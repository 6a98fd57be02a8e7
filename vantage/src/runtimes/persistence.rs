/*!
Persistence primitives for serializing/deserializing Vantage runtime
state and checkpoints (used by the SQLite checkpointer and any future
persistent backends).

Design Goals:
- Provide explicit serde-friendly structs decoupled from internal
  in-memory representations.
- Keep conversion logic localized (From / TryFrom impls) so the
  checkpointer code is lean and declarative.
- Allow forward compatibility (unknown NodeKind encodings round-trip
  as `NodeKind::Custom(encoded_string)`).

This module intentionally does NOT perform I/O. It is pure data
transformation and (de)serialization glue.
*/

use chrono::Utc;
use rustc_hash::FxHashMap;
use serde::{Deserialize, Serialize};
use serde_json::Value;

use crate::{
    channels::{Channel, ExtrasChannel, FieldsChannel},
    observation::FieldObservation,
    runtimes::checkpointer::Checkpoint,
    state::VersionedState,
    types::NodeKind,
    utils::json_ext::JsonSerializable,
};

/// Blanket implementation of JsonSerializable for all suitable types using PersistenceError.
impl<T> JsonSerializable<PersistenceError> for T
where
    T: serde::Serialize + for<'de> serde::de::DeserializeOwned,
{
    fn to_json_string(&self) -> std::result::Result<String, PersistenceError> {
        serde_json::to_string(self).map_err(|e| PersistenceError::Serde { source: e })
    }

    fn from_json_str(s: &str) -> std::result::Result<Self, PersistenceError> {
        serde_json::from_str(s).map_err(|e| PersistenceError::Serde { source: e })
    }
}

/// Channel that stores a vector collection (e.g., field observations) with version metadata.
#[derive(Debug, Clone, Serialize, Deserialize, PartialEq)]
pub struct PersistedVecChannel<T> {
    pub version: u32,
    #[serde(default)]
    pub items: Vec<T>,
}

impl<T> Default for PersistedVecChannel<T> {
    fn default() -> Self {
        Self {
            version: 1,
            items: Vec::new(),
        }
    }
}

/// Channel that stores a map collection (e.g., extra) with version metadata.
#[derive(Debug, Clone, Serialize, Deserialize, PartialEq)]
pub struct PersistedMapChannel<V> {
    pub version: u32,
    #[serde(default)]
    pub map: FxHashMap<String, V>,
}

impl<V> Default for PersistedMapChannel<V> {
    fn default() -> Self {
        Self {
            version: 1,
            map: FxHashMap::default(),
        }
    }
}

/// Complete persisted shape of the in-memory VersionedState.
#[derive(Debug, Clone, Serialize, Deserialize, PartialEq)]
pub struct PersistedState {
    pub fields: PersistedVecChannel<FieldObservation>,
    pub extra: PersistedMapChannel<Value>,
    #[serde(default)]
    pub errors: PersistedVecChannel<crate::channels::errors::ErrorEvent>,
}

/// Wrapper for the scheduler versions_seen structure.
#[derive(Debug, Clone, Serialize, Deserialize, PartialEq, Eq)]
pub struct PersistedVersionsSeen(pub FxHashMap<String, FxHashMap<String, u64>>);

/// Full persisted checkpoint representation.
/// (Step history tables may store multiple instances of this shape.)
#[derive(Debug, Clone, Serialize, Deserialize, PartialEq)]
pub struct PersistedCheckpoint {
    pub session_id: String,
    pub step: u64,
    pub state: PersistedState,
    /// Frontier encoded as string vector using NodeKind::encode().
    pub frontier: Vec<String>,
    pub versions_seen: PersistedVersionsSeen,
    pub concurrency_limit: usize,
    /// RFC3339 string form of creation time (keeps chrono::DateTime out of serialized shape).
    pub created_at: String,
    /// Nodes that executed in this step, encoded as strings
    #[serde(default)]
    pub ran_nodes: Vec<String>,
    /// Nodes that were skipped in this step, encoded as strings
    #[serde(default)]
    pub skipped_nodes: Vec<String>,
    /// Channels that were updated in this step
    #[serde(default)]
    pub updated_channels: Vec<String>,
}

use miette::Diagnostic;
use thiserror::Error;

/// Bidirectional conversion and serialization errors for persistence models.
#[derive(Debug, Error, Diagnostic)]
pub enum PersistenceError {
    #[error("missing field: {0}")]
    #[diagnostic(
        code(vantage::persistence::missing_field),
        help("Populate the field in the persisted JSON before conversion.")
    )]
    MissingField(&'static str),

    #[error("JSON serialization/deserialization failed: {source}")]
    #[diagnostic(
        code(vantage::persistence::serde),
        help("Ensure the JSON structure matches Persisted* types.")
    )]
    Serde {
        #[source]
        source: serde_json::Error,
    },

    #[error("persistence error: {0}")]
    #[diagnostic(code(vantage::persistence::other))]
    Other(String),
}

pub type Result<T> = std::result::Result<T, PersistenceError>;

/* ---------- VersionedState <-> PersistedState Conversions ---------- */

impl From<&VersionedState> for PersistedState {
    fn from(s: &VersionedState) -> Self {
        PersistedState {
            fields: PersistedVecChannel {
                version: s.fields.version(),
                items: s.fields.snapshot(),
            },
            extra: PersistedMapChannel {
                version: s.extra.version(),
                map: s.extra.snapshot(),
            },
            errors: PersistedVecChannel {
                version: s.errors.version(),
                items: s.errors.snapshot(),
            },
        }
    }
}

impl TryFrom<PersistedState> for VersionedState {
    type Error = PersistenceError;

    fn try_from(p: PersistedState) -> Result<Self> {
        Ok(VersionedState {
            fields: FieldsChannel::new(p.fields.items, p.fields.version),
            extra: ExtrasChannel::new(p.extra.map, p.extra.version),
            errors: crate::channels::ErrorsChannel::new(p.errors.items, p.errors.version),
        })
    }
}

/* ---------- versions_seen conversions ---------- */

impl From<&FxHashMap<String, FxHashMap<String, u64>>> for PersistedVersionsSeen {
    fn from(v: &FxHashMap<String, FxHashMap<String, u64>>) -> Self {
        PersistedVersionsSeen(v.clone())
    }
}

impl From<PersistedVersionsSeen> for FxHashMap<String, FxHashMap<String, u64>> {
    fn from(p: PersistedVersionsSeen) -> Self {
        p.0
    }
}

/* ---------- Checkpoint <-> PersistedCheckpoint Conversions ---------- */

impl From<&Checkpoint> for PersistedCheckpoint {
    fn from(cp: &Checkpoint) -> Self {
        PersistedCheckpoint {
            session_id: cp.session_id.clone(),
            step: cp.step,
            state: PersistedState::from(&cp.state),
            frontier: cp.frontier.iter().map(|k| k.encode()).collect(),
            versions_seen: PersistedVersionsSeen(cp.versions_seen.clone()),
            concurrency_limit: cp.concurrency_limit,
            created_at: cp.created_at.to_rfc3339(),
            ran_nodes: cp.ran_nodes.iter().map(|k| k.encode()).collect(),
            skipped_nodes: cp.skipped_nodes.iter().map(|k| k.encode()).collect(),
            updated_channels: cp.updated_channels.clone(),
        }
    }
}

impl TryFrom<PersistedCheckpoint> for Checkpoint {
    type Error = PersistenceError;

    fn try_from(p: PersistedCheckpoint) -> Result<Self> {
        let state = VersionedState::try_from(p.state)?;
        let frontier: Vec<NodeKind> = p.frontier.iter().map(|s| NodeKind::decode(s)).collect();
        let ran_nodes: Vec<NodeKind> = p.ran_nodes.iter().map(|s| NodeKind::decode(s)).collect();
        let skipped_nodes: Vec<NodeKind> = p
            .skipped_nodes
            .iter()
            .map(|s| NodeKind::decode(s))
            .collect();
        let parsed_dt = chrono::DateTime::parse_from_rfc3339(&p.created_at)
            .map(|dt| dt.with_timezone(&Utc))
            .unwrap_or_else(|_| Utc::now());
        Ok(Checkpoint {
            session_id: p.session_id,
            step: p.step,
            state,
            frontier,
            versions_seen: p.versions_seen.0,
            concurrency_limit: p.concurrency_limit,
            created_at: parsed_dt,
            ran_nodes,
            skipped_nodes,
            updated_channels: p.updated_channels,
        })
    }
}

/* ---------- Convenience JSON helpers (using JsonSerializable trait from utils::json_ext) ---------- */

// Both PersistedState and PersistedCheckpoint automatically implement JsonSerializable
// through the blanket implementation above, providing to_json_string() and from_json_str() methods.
******************************
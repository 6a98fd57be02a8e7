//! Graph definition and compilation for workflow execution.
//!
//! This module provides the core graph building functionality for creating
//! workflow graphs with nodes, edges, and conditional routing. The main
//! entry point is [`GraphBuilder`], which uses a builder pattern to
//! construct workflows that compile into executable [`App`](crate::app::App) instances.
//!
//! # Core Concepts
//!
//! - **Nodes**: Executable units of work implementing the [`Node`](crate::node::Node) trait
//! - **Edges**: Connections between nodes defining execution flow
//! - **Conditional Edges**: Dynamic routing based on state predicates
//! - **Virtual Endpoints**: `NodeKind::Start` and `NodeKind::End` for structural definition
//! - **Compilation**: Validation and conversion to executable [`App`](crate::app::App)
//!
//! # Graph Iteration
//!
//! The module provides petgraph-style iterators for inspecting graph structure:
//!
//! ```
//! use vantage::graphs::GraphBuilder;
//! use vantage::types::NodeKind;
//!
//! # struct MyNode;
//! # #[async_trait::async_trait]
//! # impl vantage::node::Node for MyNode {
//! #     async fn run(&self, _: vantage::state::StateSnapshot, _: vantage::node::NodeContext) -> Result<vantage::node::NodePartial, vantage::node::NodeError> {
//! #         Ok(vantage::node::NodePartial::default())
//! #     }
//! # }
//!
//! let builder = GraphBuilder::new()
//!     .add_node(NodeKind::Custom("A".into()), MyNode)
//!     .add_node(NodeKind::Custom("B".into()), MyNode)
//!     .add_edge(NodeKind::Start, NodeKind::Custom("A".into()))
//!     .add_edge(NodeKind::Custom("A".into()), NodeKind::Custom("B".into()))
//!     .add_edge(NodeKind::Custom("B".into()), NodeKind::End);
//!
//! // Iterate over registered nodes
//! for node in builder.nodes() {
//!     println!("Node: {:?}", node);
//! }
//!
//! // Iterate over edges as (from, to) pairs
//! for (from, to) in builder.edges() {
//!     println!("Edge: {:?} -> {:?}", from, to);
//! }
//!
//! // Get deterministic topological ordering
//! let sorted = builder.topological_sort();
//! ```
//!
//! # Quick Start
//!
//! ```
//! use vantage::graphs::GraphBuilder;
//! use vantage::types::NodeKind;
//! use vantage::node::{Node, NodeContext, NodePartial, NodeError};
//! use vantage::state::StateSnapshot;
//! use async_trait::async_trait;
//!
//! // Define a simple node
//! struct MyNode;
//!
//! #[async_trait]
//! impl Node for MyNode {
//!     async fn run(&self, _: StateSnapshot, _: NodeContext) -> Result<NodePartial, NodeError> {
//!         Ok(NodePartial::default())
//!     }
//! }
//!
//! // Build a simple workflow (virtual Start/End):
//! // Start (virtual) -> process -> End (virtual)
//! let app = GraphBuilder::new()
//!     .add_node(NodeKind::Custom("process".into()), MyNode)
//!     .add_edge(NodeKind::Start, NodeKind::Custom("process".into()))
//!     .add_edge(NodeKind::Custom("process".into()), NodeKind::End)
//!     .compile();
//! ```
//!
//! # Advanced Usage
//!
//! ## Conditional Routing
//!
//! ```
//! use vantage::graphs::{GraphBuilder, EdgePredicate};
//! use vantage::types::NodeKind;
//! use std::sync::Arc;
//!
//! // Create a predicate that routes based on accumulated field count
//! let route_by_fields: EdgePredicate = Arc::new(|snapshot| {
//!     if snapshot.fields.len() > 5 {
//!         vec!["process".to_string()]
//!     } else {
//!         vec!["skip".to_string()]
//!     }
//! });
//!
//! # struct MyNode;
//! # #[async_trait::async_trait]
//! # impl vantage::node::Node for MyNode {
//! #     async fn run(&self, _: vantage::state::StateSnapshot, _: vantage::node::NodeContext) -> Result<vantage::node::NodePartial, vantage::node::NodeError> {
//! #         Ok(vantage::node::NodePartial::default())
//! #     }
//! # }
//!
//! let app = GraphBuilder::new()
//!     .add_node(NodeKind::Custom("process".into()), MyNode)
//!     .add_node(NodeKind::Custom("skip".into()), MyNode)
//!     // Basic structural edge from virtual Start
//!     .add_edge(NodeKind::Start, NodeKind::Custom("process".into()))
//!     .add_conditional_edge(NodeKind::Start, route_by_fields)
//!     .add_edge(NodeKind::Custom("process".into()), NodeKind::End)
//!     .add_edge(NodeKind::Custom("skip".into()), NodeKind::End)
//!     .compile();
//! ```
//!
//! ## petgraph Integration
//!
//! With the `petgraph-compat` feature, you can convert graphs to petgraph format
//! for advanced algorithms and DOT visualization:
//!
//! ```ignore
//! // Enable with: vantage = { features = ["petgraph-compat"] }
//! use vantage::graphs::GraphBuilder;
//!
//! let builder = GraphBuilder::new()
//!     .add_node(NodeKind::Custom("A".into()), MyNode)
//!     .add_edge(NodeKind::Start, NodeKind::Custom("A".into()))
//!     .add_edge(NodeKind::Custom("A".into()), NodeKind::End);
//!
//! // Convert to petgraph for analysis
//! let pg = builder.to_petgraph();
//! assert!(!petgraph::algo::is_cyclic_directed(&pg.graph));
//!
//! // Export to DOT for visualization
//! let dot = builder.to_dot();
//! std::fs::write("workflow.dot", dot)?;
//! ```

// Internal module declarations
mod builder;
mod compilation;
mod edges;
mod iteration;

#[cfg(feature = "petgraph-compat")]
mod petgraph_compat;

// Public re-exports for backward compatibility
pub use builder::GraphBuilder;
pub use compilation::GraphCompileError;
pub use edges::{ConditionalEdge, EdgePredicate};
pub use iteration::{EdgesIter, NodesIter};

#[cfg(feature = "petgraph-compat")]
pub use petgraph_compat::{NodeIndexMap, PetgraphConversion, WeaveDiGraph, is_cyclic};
******************************
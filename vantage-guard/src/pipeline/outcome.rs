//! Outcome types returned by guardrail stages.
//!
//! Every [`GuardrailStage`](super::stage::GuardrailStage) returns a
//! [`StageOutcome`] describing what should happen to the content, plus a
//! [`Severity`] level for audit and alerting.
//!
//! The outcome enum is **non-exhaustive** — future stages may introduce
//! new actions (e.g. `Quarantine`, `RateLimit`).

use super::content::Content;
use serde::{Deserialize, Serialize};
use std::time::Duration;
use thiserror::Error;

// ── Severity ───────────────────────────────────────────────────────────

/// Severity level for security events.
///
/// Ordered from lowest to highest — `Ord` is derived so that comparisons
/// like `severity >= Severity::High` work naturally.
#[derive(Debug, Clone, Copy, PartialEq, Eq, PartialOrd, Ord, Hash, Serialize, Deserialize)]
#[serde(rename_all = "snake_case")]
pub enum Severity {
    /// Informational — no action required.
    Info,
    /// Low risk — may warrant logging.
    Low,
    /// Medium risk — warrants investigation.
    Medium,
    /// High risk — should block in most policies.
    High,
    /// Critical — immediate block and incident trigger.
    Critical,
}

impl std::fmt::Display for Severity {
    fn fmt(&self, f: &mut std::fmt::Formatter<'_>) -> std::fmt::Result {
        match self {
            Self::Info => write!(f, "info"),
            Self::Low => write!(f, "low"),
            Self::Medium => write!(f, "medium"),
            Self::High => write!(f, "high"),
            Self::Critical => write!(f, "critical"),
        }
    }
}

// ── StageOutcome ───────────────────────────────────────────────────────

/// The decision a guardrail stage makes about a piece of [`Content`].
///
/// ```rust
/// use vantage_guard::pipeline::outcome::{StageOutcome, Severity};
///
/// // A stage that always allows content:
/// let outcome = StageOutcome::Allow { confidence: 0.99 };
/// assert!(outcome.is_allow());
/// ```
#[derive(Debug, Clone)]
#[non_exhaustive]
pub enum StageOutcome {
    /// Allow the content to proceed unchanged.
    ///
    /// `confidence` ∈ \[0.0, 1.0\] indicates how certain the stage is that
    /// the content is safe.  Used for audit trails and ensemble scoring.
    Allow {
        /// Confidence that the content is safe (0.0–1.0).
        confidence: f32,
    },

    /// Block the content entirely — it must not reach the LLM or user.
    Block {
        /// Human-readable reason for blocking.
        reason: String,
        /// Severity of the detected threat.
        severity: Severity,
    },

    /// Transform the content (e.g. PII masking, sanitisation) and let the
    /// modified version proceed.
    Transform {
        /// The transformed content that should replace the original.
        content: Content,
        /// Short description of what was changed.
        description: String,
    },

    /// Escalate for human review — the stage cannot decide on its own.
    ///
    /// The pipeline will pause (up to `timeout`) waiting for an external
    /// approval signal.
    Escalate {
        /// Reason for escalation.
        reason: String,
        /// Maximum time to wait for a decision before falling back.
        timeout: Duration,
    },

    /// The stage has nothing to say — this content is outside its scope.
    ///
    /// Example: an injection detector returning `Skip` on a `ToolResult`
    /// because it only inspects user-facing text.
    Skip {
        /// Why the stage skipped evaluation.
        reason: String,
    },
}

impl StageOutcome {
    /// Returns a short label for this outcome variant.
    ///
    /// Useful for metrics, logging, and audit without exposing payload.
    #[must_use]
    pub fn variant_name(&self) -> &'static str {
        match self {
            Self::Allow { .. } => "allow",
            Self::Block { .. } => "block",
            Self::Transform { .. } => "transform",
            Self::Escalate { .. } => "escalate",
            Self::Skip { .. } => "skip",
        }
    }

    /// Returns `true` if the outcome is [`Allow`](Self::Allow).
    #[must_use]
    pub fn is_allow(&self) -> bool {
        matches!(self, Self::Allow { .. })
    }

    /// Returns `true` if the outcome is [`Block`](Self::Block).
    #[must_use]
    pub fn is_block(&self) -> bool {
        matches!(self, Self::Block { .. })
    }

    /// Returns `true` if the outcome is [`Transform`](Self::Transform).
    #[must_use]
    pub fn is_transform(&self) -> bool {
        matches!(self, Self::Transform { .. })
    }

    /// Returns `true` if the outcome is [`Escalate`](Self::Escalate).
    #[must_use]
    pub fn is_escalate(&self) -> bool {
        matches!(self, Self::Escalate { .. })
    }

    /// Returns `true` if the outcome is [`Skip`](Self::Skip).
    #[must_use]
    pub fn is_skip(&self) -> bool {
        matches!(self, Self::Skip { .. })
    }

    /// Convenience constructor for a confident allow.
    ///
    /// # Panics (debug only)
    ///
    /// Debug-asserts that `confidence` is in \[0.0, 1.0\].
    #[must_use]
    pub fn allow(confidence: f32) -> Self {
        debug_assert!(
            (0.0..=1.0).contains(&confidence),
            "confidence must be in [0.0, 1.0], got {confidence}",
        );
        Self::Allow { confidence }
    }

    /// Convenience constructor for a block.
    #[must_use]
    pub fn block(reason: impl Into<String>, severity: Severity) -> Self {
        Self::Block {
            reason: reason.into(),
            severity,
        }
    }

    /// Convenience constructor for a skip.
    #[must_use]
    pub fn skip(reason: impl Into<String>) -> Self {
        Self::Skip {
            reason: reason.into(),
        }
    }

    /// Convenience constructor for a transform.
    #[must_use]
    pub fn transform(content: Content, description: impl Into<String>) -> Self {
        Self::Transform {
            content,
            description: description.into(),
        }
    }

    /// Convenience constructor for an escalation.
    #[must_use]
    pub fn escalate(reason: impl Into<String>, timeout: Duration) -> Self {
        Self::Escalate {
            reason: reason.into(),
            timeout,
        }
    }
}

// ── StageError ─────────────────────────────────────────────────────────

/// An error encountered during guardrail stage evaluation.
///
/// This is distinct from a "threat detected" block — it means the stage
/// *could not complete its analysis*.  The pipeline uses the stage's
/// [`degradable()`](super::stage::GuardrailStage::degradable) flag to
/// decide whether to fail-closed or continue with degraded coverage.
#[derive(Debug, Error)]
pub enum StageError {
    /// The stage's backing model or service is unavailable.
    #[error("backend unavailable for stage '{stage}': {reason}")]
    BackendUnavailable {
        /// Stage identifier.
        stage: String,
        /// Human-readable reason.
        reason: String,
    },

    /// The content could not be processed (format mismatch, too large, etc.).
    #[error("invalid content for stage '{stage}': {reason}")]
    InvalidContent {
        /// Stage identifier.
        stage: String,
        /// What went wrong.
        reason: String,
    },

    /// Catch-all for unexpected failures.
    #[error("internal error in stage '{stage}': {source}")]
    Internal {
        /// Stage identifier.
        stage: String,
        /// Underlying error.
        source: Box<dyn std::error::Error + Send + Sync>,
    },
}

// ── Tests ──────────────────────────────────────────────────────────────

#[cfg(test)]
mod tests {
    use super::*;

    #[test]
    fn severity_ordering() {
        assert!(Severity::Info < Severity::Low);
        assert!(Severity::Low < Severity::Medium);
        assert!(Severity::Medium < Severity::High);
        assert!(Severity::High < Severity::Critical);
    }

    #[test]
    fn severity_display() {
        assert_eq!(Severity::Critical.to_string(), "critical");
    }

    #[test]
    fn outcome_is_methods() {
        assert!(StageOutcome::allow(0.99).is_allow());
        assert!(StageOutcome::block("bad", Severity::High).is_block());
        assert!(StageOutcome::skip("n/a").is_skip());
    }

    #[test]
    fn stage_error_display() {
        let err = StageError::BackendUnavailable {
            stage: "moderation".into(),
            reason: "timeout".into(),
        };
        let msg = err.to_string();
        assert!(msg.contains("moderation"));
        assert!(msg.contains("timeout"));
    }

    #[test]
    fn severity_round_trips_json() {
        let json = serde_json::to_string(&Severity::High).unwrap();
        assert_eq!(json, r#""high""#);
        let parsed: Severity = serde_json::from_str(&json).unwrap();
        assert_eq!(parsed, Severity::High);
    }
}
******************************
(Task statement) Reproduce, character for character, only the lines of the preceding data that start at the line with "T: serde::Serialize +" and end at the line with "fn from_json_str(s: &str)", both included.

(Exercise output)
    T: serde::Serialize + for<'de> serde::de::DeserializeOwned,
{
    fn to_json_string(&self) -> std::result::Result<String, PersistenceError> {
        serde_json::to_string(self).map_err(|e| PersistenceError::Serde { source: e })
    }

    fn from_json_str(s: &str) -> std::result::Result<Self, PersistenceError> {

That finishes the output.